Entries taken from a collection

======

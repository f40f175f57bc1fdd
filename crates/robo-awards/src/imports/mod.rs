//! Builds division datasets from the CSV exports event partners keep offline.
//!
//! Three files describe a division: `teams.csv`, `rankings.csv` and `skills.csv`. Headers
//! follow the results service's export (`Team ID`, `Number`, `Grade`, `Rank`, ...). Blank
//! numeric cells read as zero; blank text cells read as absent.

mod parser;

use std::fs::File;
use std::io::Read;
use std::path::{Path, PathBuf};

use thiserror::Error;
use tracing::info;

use crate::awards::domain::{AwardDescriptor, DivisionDataset, DivisionRef};
use crate::awards::program::ProgramCategory;

#[derive(Debug, Error)]
pub enum DatasetImportError {
    #[error("failed to open {}: {source}", path.display())]
    Io {
        path: PathBuf,
        #[source]
        source: std::io::Error,
    },
    #[error("failed to parse {file}: {source}")]
    Csv {
        file: &'static str,
        #[source]
        source: csv::Error,
    },
}

/// Locations of the three CSV exports for one division.
#[derive(Debug, Clone)]
pub struct CsvSources {
    pub teams: PathBuf,
    pub rankings: PathBuf,
    pub skills: PathBuf,
}

impl CsvSources {
    /// Conventional file names inside one export directory.
    pub fn in_dir(dir: impl AsRef<Path>) -> Self {
        let dir = dir.as_ref();
        Self {
            teams: dir.join("teams.csv"),
            rankings: dir.join("rankings.csv"),
            skills: dir.join("skills.csv"),
        }
    }
}

#[derive(Debug, Clone, Default)]
pub struct DatasetImporter {
    program: ProgramCategory,
    division: DivisionRef,
    awards: Vec<AwardDescriptor>,
}

impl DatasetImporter {
    pub fn new(program: ProgramCategory) -> Self {
        Self {
            program,
            ..Self::default()
        }
    }

    pub fn with_division(mut self, division: DivisionRef) -> Self {
        self.division = division;
        self
    }

    /// Award titles in publication order; CSV exports do not carry them.
    pub fn with_awards<I, S>(mut self, titles: I) -> Self
    where
        I: IntoIterator<Item = S>,
        S: Into<String>,
    {
        self.awards = titles
            .into_iter()
            .enumerate()
            .map(|(order, title)| AwardDescriptor::new(title, order as u32))
            .collect();
        self
    }

    pub fn import_paths(
        &self,
        sources: &CsvSources,
    ) -> Result<DivisionDataset, DatasetImportError> {
        let teams = open(&sources.teams)?;
        let rankings = open(&sources.rankings)?;
        let skills = open(&sources.skills)?;
        self.import_readers(teams, rankings, skills)
    }

    pub fn import_readers<T, R, S>(
        &self,
        teams: T,
        rankings: R,
        skills: S,
    ) -> Result<DivisionDataset, DatasetImportError>
    where
        T: Read,
        R: Read,
        S: Read,
    {
        let teams = parser::parse_teams(teams).map_err(|source| DatasetImportError::Csv {
            file: "teams",
            source,
        })?;
        let rankings =
            parser::parse_rankings(rankings).map_err(|source| DatasetImportError::Csv {
                file: "rankings",
                source,
            })?;
        let skills = parser::parse_skills(skills).map_err(|source| DatasetImportError::Csv {
            file: "skills",
            source,
        })?;

        info!(
            program = self.program.profile().short_label,
            teams = teams.len(),
            rankings = rankings.len(),
            skills = skills.len(),
            "division dataset imported"
        );

        Ok(DivisionDataset {
            program: self.program,
            division: self.division.clone(),
            teams,
            rankings,
            skills,
            awards: self.awards.clone(),
        })
    }
}

fn open(path: &Path) -> Result<File, DatasetImportError> {
    File::open(path).map_err(|source| DatasetImportError::Io {
        path: path.to_path_buf(),
        source,
    })
}

#[cfg(test)]
mod tests {
    use super::*;
    use crate::awards::domain::TeamId;

    const TEAMS: &str = "\
Team ID,Number,Name,Organization,Grade,City,Region,Country
101,1001A,Gearheads,North Middle,Middle School,Austin,Texas,United States
102, 2002B ,Torque,,High School,,,
";

    const RANKINGS: &str = "\
Team ID,Number,Rank,Wins,Losses,Ties,WP,AP,SP,High Score,Average Points,Total Points
102,2002B,1,6,0,0,12,40,300,88,61.5,369
101,1001A,2,4,2,0,8,20,250,,,
";

    const SKILLS: &str = "\
Team ID,Number,Rank,Programming Score,Programming Attempts,Driver Score,Driver Attempts
101,1001A,1,45,3,80,3
102,2002B,,,,60,1
";

    #[test]
    fn imports_all_three_exports() {
        let dataset = DatasetImporter::new(ProgramCategory::V5rc)
            .with_awards(["Excellence Award", "Tournament Champions"])
            .import_readers(TEAMS.as_bytes(), RANKINGS.as_bytes(), SKILLS.as_bytes())
            .expect("fixture parses");

        assert_eq!(dataset.teams.len(), 2);
        assert_eq!(dataset.teams[0].grade, "Middle School");
        assert_eq!(dataset.teams[0].location.city.as_deref(), Some("Austin"));
        assert_eq!(dataset.teams[1].number, "2002B");
        assert!(dataset.teams[1].organization.is_none());

        assert_eq!(dataset.rankings[0].team.id, TeamId(102));
        assert_eq!(dataset.rankings[0].record(), "6-0-0");
        assert_eq!(dataset.rankings[1].high_score, None);

        assert_eq!(dataset.skills[0].programming.attempts, 3);
        assert_eq!(dataset.skills[1].rank, 0);
        assert_eq!(dataset.skills[1].programming.score, 0);
        assert_eq!(dataset.skills[1].driver.score, 60);

        assert_eq!(dataset.awards[1].title, "Tournament Champions");
        assert_eq!(dataset.awards[1].order, 1);
    }

    #[test]
    fn reports_which_file_failed() {
        let bad_rankings = "Team ID,Number,Rank\n101,1001A,first\n";
        let err = DatasetImporter::default()
            .import_readers(TEAMS.as_bytes(), bad_rankings.as_bytes(), SKILLS.as_bytes())
            .expect_err("non-numeric rank is rejected");

        assert!(matches!(err, DatasetImportError::Csv { file: "rankings", .. }));
    }

    #[test]
    fn missing_file_is_an_io_error() {
        let sources = CsvSources::in_dir("/definitely/not/here");
        let err = DatasetImporter::default()
            .import_paths(&sources)
            .expect_err("missing directory");

        match err {
            DatasetImportError::Io { path, .. } => assert!(path.ends_with("teams.csv")),
            other => panic!("unexpected error: {other}"),
        }
    }
}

======

Please print exactly what appears from the first line of the data through the line with "Three files describe", including both of those lines and nothing past them.

- **RESULT FOR THIS TASK**
repository f40f175f57bc1fdd
filename crates/robo-awards/src/imports/mod.rs
//! Builds division datasets from the CSV exports event partners keep offline.
//!
//! Three files describe a division: `teams.csv`, `rankings.csv` and `skills.csv`. Headers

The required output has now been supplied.